He was Art Costello, who at the time of the original publishing of this article was chairman of the Board of Directors of Airstream. Wally assigned Costello to a flat plank board supported by two orange crates and placed him in charge of “purchasing and accounting”. Basically, that meant he was to handle the money to equip and supply a manufacturing facility to produce travel trailers. The money was roughly equal to the retail price of one Airstream at that time.
Soon after that Wally Byam remembered a production genius he had known during his war time days at the aircraft plant; his group leader, Andy Charles. By some verbal magic, Wally persuaded this highly literate, individualistic man that he should become the first production superintendent of Airstream.

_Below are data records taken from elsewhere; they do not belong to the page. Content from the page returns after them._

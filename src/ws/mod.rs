//! Connection actor plus its per-socket writer.

pub mod connection;
pub mod writer;

pub use connection::*;
pub use writer::*;
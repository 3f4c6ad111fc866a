//! Where bindings get their bearer token from.

use std::fmt;

use parking_lot::RwLock;

/// Env var read by [`EnvCredentials::default`].
pub const TOKEN_ENV: &str = "TOPIC_WS_TOKEN";

/// Source of the bearer token attached to every handshake.
///
/// Read once per connect, so a store may change its answer between binds.
/// Blank tokens count as absent.
pub trait CredentialStore: Send + Sync + 'static {
    fn token(&self) -> Option<String>;
}

impl<F> CredentialStore for F
where
    F: Fn() -> Option<String> + Send + Sync + 'static,
{
    fn token(&self) -> Option<String> {
        self()
    }
}

/// In-memory token, settable at runtime (e.g. after a login round trip).
#[derive(Default)]
pub struct StaticCredentials {
    token: RwLock<Option<String>>,
}

impl StaticCredentials {
    pub fn new(token: impl Into<String>) -> Self {
        Self {
            token: RwLock::new(Some(token.into())),
        }
    }

    pub fn empty() -> Self {
        Self::default()
    }

    pub fn set(&self, token: impl Into<String>) {
        *self.token.write() = Some(token.into());
    }

    pub fn clear(&self) {
        *self.token.write() = None;
    }
}

impl CredentialStore for StaticCredentials {
    fn token(&self) -> Option<String> {
        self.token
            .read()
            .as_ref()
            .filter(|t| !t.trim().is_empty())
            .cloned()
    }
}

impl fmt::Debug for StaticCredentials {
    fn fmt(&self, f: &mut fmt::Formatter<'_>) -> fmt::Result {
        f.debug_struct("StaticCredentials")
            .field("present", &self.token.read().is_some())
            .finish()
    }
}

/// Reads the token from an environment variable on every connect.
#[derive(Clone, Debug)]
pub struct EnvCredentials {
    var: String,
}

impl EnvCredentials {
    pub fn new(var: impl Into<String>) -> Self {
        Self { var: var.into() }
    }
}

impl Default for EnvCredentials {
    fn default() -> Self {
        Self::new(TOKEN_ENV)
    }
}

impl CredentialStore for EnvCredentials {
    fn token(&self) -> Option<String> {
        std::env::var(&self.var)
            .ok()
            .filter(|t| !t.trim().is_empty())
    }
}
//! tokio-tungstenite transport.
//!
//! The socket is split once; each half is adapted to [`WsFrame`] with plain
//! combinators, so the reader and writer types are just named adapter stacks.

use std::sync::Arc;

use bytes::Bytes;
use futures_util::{
    SinkExt, StreamExt,
    future::{self, Ready},
    sink::{SinkMapErr, With},
    stream::{Map, SplitSink, SplitStream},
};
use http::{HeaderValue, header::AUTHORIZATION};
use tokio::net::TcpStream;
use tokio_tungstenite::{
    Connector, MaybeTlsStream, WebSocketStream, connect_async_tls_with_config,
    tungstenite::{
        Error as TungsteniteError, Message as TungsteniteMessage, Utf8Bytes,
        client::IntoClientRequest,
        protocol::{CloseFrame, WebSocketConfig},
    },
};

use super::{WsConnectRequest, WsTransport, WsTransportConnectFuture};
use crate::core::{WebSocketBufferConfig, WebSocketError, WsCloseFrame, WsFrame};
use crate::tls::install_rustls_crypto_provider;

type Socket = WebSocketStream<MaybeTlsStream<TcpStream>>;

type ReadFn = fn(Result<TungsteniteMessage, TungsteniteError>) -> Result<WsFrame, WebSocketError>;
type WriteErrFn = fn(TungsteniteError) -> WebSocketError;
type WriteFn = fn(WsFrame) -> Ready<Result<TungsteniteMessage, WebSocketError>>;

/// Inbound half: tungstenite messages mapped to frames.
pub type TungsteniteReader = Map<SplitStream<Socket>, ReadFn>;

/// Outbound half: frames mapped to tungstenite messages.
pub type TungsteniteWriter = With<
    SinkMapErr<SplitSink<Socket, TungsteniteMessage>, WriteErrFn>,
    TungsteniteMessage,
    WsFrame,
    Ready<Result<TungsteniteMessage, WebSocketError>>,
    WriteFn,
>;

fn transport_error(context: &'static str, err: impl ToString) -> WebSocketError {
    WebSocketError::TransportError {
        context,
        error: err.to_string(),
    }
}

fn read_frame(msg: Result<TungsteniteMessage, TungsteniteError>) -> Result<WsFrame, WebSocketError> {
    msg.map(msg_to_frame)
        .map_err(|err| transport_error("read", err))
}

fn write_error(err: TungsteniteError) -> WebSocketError {
    transport_error("write", err)
}

fn write_frame(frame: WsFrame) -> Ready<Result<TungsteniteMessage, WebSocketError>> {
    future::ready(Ok(frame_to_msg(frame)))
}

fn msg_to_frame(msg: TungsteniteMessage) -> WsFrame {
    match msg {
        TungsteniteMessage::Text(text) => WsFrame::Text(Bytes::from(text)),
        TungsteniteMessage::Binary(bytes) => WsFrame::Binary(bytes),
        TungsteniteMessage::Ping(bytes) => WsFrame::Ping(bytes),
        TungsteniteMessage::Pong(bytes) => WsFrame::Pong(bytes),
        TungsteniteMessage::Close(close) => WsFrame::Close(close.map(|c| WsCloseFrame {
            code: c.code.into(),
            reason: Bytes::from(c.reason),
        })),
        // Raw frames only surface when reading with a custom codec.
        TungsteniteMessage::Frame(_) => WsFrame::Binary(Bytes::new()),
    }
}

fn frame_to_msg(frame: WsFrame) -> TungsteniteMessage {
    match frame {
        // A text frame that is not UTF-8 would fail the peer's validation.
        WsFrame::Text(bytes) => Utf8Bytes::try_from(bytes.clone())
            .map(TungsteniteMessage::Text)
            .unwrap_or(TungsteniteMessage::Binary(bytes)),
        WsFrame::Binary(bytes) => TungsteniteMessage::Binary(bytes),
        WsFrame::Ping(bytes) => TungsteniteMessage::Ping(bytes),
        WsFrame::Pong(bytes) => TungsteniteMessage::Pong(bytes),
        WsFrame::Close(close) => TungsteniteMessage::Close(close.map(|c| CloseFrame {
            code: c.code.into(),
            reason: Utf8Bytes::try_from(c.reason).unwrap_or_default(),
        })),
    }
}

fn socket_config(buffers: WebSocketBufferConfig) -> WebSocketConfig {
    WebSocketConfig::default()
        .write_buffer_size(buffers.write_buffer_bytes)
        .max_write_buffer_size(buffers.max_write_buffer_bytes)
        .max_message_size(Some(buffers.max_message_bytes))
        .max_frame_size(Some(buffers.max_frame_bytes))
}

/// Production transport backed by tokio-tungstenite.
///
/// The bearer token travels as an `Authorization: Bearer` handshake header.
#[derive(Clone, Default)]
pub struct TungsteniteTransport {
    connector: Option<Connector>,
}

impl TungsteniteTransport {
    /// Use a specific TLS connector for `wss://` urls.
    pub fn with_connector(connector: Connector) -> Self {
        Self {
            connector: Some(connector),
        }
    }

    pub fn rustls(config: Arc<rustls::ClientConfig>) -> Self {
        Self::with_connector(Connector::Rustls(config))
    }
}

impl WsTransport for TungsteniteTransport {
    type Reader = TungsteniteReader;
    type Writer = TungsteniteWriter;

    fn connect(
        &self,
        request: WsConnectRequest,
        buffers: WebSocketBufferConfig,
    ) -> WsTransportConnectFuture<Self::Reader, Self::Writer> {
        let connector = self.connector.clone();
        Box::pin(async move {
            install_rustls_crypto_provider();

            let mut handshake = request
                .url
                .as_str()
                .into_client_request()
                .map_err(|err| transport_error("request", err))?;
            let bearer = HeaderValue::from_str(&format!("Bearer {}", request.token))
                .map_err(|err| transport_error("auth_header", err))?;
            handshake.headers_mut().insert(AUTHORIZATION, bearer);

            let (socket, _response) = connect_async_tls_with_config(
                handshake,
                Some(socket_config(buffers)),
                true,
                connector,
            )
            .await
            .map_err(|err| WebSocketError::ConnectionFailed(err.to_string()))?;

            let (write, read) = socket.split();
            let reader: TungsteniteReader = read.map(read_frame as ReadFn);
            let writer: TungsteniteWriter = write
                .sink_map_err(write_error as WriteErrFn)
                .with(write_frame as WriteFn);
            Ok((reader, writer))
        })
    }
}
use rayon::prelude::*;

use crate::foundation::core::Frame;
use crate::foundation::error::{ReelError, ReelResult};
use crate::foundation::math::normalized_radial_distance;

/// Maximum brightness loss of the vignette, reached at the farthest corner.
pub const VIGNETTE_STRENGTH: f32 = 0.3;

/// Named color grade.
#[derive(Clone, Copy, Debug, PartialEq, Eq, serde::Serialize, serde::Deserialize)]
#[serde(rename_all = "snake_case")]
pub enum ColorStyle {
    /// Orange/yellow push.
    Warm,
    /// Blue/cyan push.
    Cool,
    /// Lifted blacks, compressed contrast.
    Vintage,
    /// Gamma contrast boost with magenta/blue push.
    Cyberpunk,
    /// Vignette only.
    Neutral,
}

impl ColorStyle {
    /// Every style, in declaration order.
    pub const ALL: [ColorStyle; 5] = [
        ColorStyle::Warm,
        ColorStyle::Cool,
        ColorStyle::Vintage,
        ColorStyle::Cyberpunk,
        ColorStyle::Neutral,
    ];

    /// Parse a style name (case-insensitive).
    pub fn parse(name: &str) -> ReelResult<Self> {
        match name.trim().to_ascii_lowercase().as_str() {
            "warm" => Ok(Self::Warm),
            "cool" => Ok(Self::Cool),
            "vintage" => Ok(Self::Vintage),
            "cyberpunk" => Ok(Self::Cyberpunk),
            "neutral" | "none" => Ok(Self::Neutral),
            "" => Err(ReelError::configuration("color style must be non-empty")),
            other => Err(ReelError::configuration(format!(
                "unknown color style '{other}' (expected warm, cool, vintage, cyberpunk or neutral)"
            ))),
        }
    }

    /// Canonical name.
    pub fn name(self) -> &'static str {
        match self {
            Self::Warm => "warm",
            Self::Cool => "cool",
            Self::Vintage => "vintage",
            Self::Cyberpunk => "cyberpunk",
            Self::Neutral => "neutral",
        }
    }

    /// Per-pixel tone transform on normalized `[r, g, b]`, before the vignette.
    fn tone(self, [r, g, b]: [f32; 3]) -> [f32; 3] {
        match self {
            Self::Warm => [r * 1.1, g * 1.05, b * 0.9],
            Self::Cool => [r * 0.9, g, b * 1.2],
            Self::Vintage => {
                let lift = |c: f32| c * 0.8 + 0.2;
                [lift(r), lift(g) * 0.95, lift(b)]
            }
            Self::Cyberpunk => [r.powf(1.2) * 1.2, g.powf(1.2), b.powf(1.2) * 1.3],
            Self::Neutral => [r, g, b],
        }
    }
}

impl std::fmt::Display for ColorStyle {
    fn fmt(&self, f: &mut std::fmt::Formatter<'_>) -> std::fmt::Result {
        f.write_str(self.name())
    }
}

/// Per-pixel vignette factors for a `width` x `height` image, row-major.
///
/// `1.0` at the center, `1.0 - VIGNETTE_STRENGTH` at the farthest corner.
pub fn vignette_mask(width: u32, height: u32) -> Vec<f32> {
    normalized_radial_distance(width, height)
        .into_iter()
        .map(|d| 1.0 - d * VIGNETTE_STRENGTH)
        .collect()
}

/// Apply `style` plus the universal vignette. Output has the input's dimensions.
pub fn grade(image: &Frame, style: ColorStyle) -> Frame {
    let (width, height) = image.dimensions();
    let mask = vignette_mask(width, height);
    let mut out = image.clone();
    let row_len = (width as usize) * 3;
    if row_len == 0 {
        return out;
    }

    out.par_chunks_exact_mut(row_len)
        .zip(mask.par_chunks_exact(width as usize))
        .for_each(|(row, mask_row)| {
            for (px, &v) in row.chunks_exact_mut(3).zip(mask_row) {
                let rgb = [
                    f32::from(px[0]) / 255.0,
                    f32::from(px[1]) / 255.0,
                    f32::from(px[2]) / 255.0,
                ];
                let toned = style.tone(rgb);
                for (dst, c) in px.iter_mut().zip(toned) {
                    *dst = quantize(c * v);
                }
            }
        });
    out
}

/// Clamp to `[0, 1]` and truncate to 8-bit.
fn quantize(v: f32) -> u8 {
    (v.clamp(0.0, 1.0) * 255.0) as u8
}

#[cfg(test)]
#[path = "../../tests/unit/effects/grade.rs"]
mod tests;
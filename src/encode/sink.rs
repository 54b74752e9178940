use crate::foundation::core::{Fps, Frame, FrameIndex};
use crate::foundation::error::{ReelError, ReelResult};

/// Configuration provided to a [`FrameSink`] before the first frame.
#[derive(Debug, Clone, Copy, PartialEq, Eq)]
pub struct SinkConfig {
    /// Output width in pixels.
    pub width: u32,
    /// Output height in pixels.
    pub height: u32,
    /// Output frames-per-second.
    pub fps: Fps,
}

/// How a run ended, passed to [`FrameSink::end`].
#[derive(Debug, Clone, Copy, PartialEq, Eq)]
pub enum EndStatus {
    /// Every frame was pushed; the output should be finalized.
    Completed,
    /// The run failed part-way; partial output must be discarded.
    Aborted,
}

/// Sink contract for consuming frames in presentation order.
///
/// - `begin` is called once before any frame.
/// - `push_frame` is called with strictly increasing, gap-free `FrameIndex` values starting at 0.
/// - `end` is called exactly once after a successful `begin`, on success and failure alike.
pub trait FrameSink: Send {
    /// Called once before any frames are pushed.
    fn begin(&mut self, cfg: SinkConfig) -> ReelResult<()>;
    /// Push one frame.
    fn push_frame(&mut self, idx: FrameIndex, frame: &Frame) -> ReelResult<()>;
    /// Finalize (on [`EndStatus::Completed`]) or discard (on [`EndStatus::Aborted`]) the output.
    fn end(&mut self, status: EndStatus) -> ReelResult<()>;
}

/// In-memory sink for tests and debugging.
#[derive(Debug, Default)]
pub struct InMemorySink {
    cfg: Option<SinkConfig>,
    frames: Vec<(FrameIndex, Frame)>,
    end_calls: Vec<EndStatus>,
}

impl InMemorySink {
    /// Create a new in-memory sink.
    pub fn new() -> Self {
        Self::default()
    }

    /// Configuration captured in `begin`, if any.
    pub fn config(&self) -> Option<SinkConfig> {
        self.cfg
    }

    /// Captured frames in push order.
    pub fn frames(&self) -> &[(FrameIndex, Frame)] {
        &self.frames
    }

    /// Every status `end` was called with, in order.
    pub fn end_calls(&self) -> &[EndStatus] {
        &self.end_calls
    }
}

impl FrameSink for InMemorySink {
    fn begin(&mut self, cfg: SinkConfig) -> ReelResult<()> {
        self.cfg = Some(cfg);
        self.frames.clear();
        self.end_calls.clear();
        Ok(())
    }

    fn push_frame(&mut self, idx: FrameIndex, frame: &Frame) -> ReelResult<()> {
        let cfg = self
            .cfg
            .ok_or_else(|| ReelError::encoding("in-memory sink not started"))?;
        check_frame_size(&cfg, frame)?;
        self.frames.push((idx, frame.clone()));
        Ok(())
    }

    fn end(&mut self, status: EndStatus) -> ReelResult<()> {
        self.end_calls.push(status);
        Ok(())
    }
}

/// Sink that keeps a single frame of interest and drops the rest.
#[derive(Debug)]
pub struct FrameCaptureSink {
    target: FrameIndex,
    captured: Option<Frame>,
    seen: u64,
}

impl FrameCaptureSink {
    /// Capture the frame at `target`.
    pub fn new(target: FrameIndex) -> Self {
        Self {
            target,
            captured: None,
            seen: 0,
        }
    }

    /// Number of frames pushed so far.
    pub fn frames_seen(&self) -> u64 {
        self.seen
    }

    /// Take the captured frame, if the stream reached `target`.
    pub fn into_frame(self) -> Option<Frame> {
        self.captured
    }
}

impl FrameSink for FrameCaptureSink {
    fn begin(&mut self, _cfg: SinkConfig) -> ReelResult<()> {
        self.captured = None;
        self.seen = 0;
        Ok(())
    }

    fn push_frame(&mut self, idx: FrameIndex, frame: &Frame) -> ReelResult<()> {
        self.seen += 1;
        if idx == self.target {
            self.captured = Some(frame.clone());
        }
        Ok(())
    }

    fn end(&mut self, status: EndStatus) -> ReelResult<()> {
        if status == EndStatus::Aborted {
            self.captured = None;
        }
        Ok(())
    }
}

pub(crate) fn check_frame_size(cfg: &SinkConfig, frame: &Frame) -> ReelResult<()> {
    if frame.width() != cfg.width || frame.height() != cfg.height {
        return Err(ReelError::encoding(format!(
            "frame size mismatch: got {}x{}, expected {}x{}",
            frame.width(),
            frame.height(),
            cfg.width,
            cfg.height
        )));
    }
    Ok(())
}

#[cfg(test)]
#[path = "../../tests/unit/encode/sink.rs"]
mod tests;
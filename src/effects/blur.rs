use crate::foundation::core::Frame;
use crate::foundation::error::{ReelError, ReelResult};

/// Gaussian blur with an odd `kernel_size` x `kernel_size` kernel.
///
/// `kernel_size` of 0 or 1 returns the input unchanged. Sigma is derived from the kernel size
/// (`0.3 * ((k - 1) * 0.5 - 1) + 0.8`). Edges reflect without repeating the border pixel
/// (`dcb|abcd|cba`), as OpenCV's default border does.
pub fn gaussian_blur(src: &Frame, kernel_size: u32) -> ReelResult<Frame> {
    if kernel_size <= 1 {
        return Ok(src.clone());
    }
    if kernel_size.is_multiple_of(2) {
        return Err(ReelError::configuration(format!(
            "blur kernel size must be odd, got {kernel_size}"
        )));
    }

    let radius = kernel_size / 2;
    let sigma = sigma_for_kernel(kernel_size);
    let kernel = gaussian_kernel_q16(radius, sigma)?;

    let (width, height) = src.dimensions();
    let mut tmp = vec![0u8; src.as_raw().len()];
    let mut out = vec![0u8; src.as_raw().len()];
    horizontal_pass(src.as_raw(), &mut tmp, width, height, &kernel);
    vertical_pass(&tmp, &mut out, width, height, &kernel);

    Frame::from_raw(width, height, out)
        .ok_or_else(|| ReelError::encoding("blur output buffer size mismatch"))
}

/// Sigma OpenCV derives for a kernel of size `k` when no sigma is given.
pub(crate) fn sigma_for_kernel(k: u32) -> f32 {
    0.3 * ((k as f32 - 1.0) * 0.5 - 1.0) + 0.8
}

fn gaussian_kernel_q16(radius: u32, sigma: f32) -> ReelResult<Vec<u32>> {
    if radius == 0 {
        return Ok(vec![1 << 16]);
    }
    if !sigma.is_finite() || sigma <= 0.0 {
        return Err(ReelError::configuration("blur sigma must be > 0"));
    }

    let r = radius as i32;
    let mut weights_f = Vec::<f64>::with_capacity((2 * r + 1) as usize);
    let mut sum = 0.0f64;
    let sigma = f64::from(sigma);
    let denom = 2.0 * sigma * sigma;
    for i in -r..=r {
        let x = f64::from(i);
        let w = (-x * x / denom).exp();
        weights_f.push(w);
        sum += w;
    }

    let mut weights = Vec::<u32>::with_capacity(weights_f.len());
    let mut acc: i64 = 0;
    for &wf in &weights_f {
        let q = ((wf / sum) * 65536.0).round() as i64;
        let q = q.clamp(0, 65536);
        weights.push(q as u32);
        acc += q;
    }
    // Push rounding residue into the center tap so the kernel sums to exactly 1.0 (Q16).
    let delta = 65536 - acc;
    if delta != 0 {
        let mid = weights.len() / 2;
        weights[mid] = (i64::from(weights[mid]) + delta).clamp(0, 65536) as u32;
    }

    Ok(weights)
}

fn horizontal_pass(src: &[u8], dst: &mut [u8], width: u32, height: u32, k: &[u32]) {
    let radius = (k.len() / 2) as i32;
    let w = width as i32;
    for y in 0..height as i32 {
        for x in 0..w {
            let mut acc = [0u64; 3];
            for (ki, &kw) in k.iter().enumerate() {
                let sx = reflect_101(x + ki as i32 - radius, w);
                let idx = ((y * w + sx) as usize) * 3;
                for c in 0..3 {
                    acc[c] += u64::from(kw) * u64::from(src[idx + c]);
                }
            }
            let out_idx = ((y * w + x) as usize) * 3;
            for c in 0..3 {
                dst[out_idx + c] = q16_to_u8(acc[c]);
            }
        }
    }
}

fn vertical_pass(src: &[u8], dst: &mut [u8], width: u32, height: u32, k: &[u32]) {
    let radius = (k.len() / 2) as i32;
    let w = width as i32;
    let h = height as i32;
    for y in 0..h {
        for x in 0..w {
            let mut acc = [0u64; 3];
            for (ki, &kw) in k.iter().enumerate() {
                let sy = reflect_101(y + ki as i32 - radius, h);
                let idx = ((sy * w + x) as usize) * 3;
                for c in 0..3 {
                    acc[c] += u64::from(kw) * u64::from(src[idx + c]);
                }
            }
            let out_idx = ((y * w + x) as usize) * 3;
            for c in 0..3 {
                dst[out_idx + c] = q16_to_u8(acc[c]);
            }
        }
    }
}

/// Map `i` into `0..n` by mirroring around the first and last index.
fn reflect_101(mut i: i32, n: i32) -> i32 {
    if n <= 1 {
        return 0;
    }
    while i < 0 || i >= n {
        i = if i < 0 { -i } else { 2 * (n - 1) - i };
    }
    i
}

fn q16_to_u8(acc: u64) -> u8 {
    ((acc + 32768) >> 16).min(255) as u8
}

#[cfg(test)]
#[path = "../../tests/unit/effects/blur.rs"]
mod tests;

Just two years later, Wally gave Charles a check for $5,000 and a lease to a vacant factory in Jackson Center, Ohio, which had been built to manufacture bazookas. Starting from scratch in an area where trailers were associated with gypsies and fly-by-nights, Charles assembled and organized Airstream’s eastern facility. It took him one month to produce the first eastern-made Airstream travel trailer. That was August 1952.
The following 10 years saw Wally’s company grow to become a major American business enterprise. The best quick statement of Airstream’s present position in the market is this; while producing the acknowledged “Cadillac” of travel trailers, it outsells all but the lowest priced “Chevy”.
It is an astonishing fact that in the very midst of building his business, Wally Byam felt entirely free to leave his factories and take personal charge of every foreign caravan between the winter of 1951 and the spring of 1960!
For those who are not acquainted with Wally’s caravans, they included, among others, trips to Canada, Mexico, Central America, a six-month caravan through Europe and one 18,000-mile tour from Capetown to Cairo through the continent of Africa.
The fact is that Wally never considered that he was leaving his business but rather that he was moving right in the middle of it. As he conceived it, his business was concerned with the essence, the ideal and the “dream” of romantic travel. Wally felt that Air-stream’s product ought to be the very stuff of which dreams are made.
He kept saying over and over again, “I make your travel dreams come true.” He meant it most profoundly.
To be sure, those shiny stressed-aluminum things lined up at his factories were vital - even integral - to those dreams, but they were the means as much as the end.
By Wally’s thinking, there was a strange reciprocity between the “dream” and the trailer, a give and take. It worked out something like this: The more you could do in a trailer, the more you dreamed of doing. The more you dreamed of doing, the more you could do if you tried - in an Airstream.
The caravans and rallies conceived and personally led by Wally Byam were thus vastly more than mere “stunts”. They were more than promotional devices. They were, in fact, the deliberate way by which Wally Byam demonstrated what could be done in a travel trailer.
Then having thus stimulated the “dream” of travel by trailer, Wally sought, through caravans and rallies, to learn what qualities and equipment should be designed and built into his Airstreams.
Wally Byam became the most fanatical critic of Airstream trailers the company ever had. Hardly a day went by that his companies didn’t receive a long letter or dictating machine recording of criticism. Not even the smallest detail escaped Wally’s personal notice. Factory presidents were never surprised to receive middle-of-the-night calls from London or Mexico City or Capetown. Something should be done about the door; the air-vent was vibrating (perhaps after 18,000 miles of roadless travel), or he had an idea for a new fold down bed for children.
Wally scoured the civilized world looking for efficient hot water heaters, door hinges, butane lamps, chemical toilets, small porcelain sinks, chairs - myriad such large and small items for his beloved Airstreams.
He had thousands of things packaged up and sent back to his factories for consideration. When nothing suitable was available on the world market, Wally sought to motivate somebody to manufacture it. Failing that, he ordered his own factories to make their own - be it a new bed, a window frame or a bathtub.
Wally said there would always be caravans. They would go farther, stay longer, encompass more. They would always be needed to introduce new caravanners to the ever expanding potential of the travel trailer and to feed back more and more information to his factories.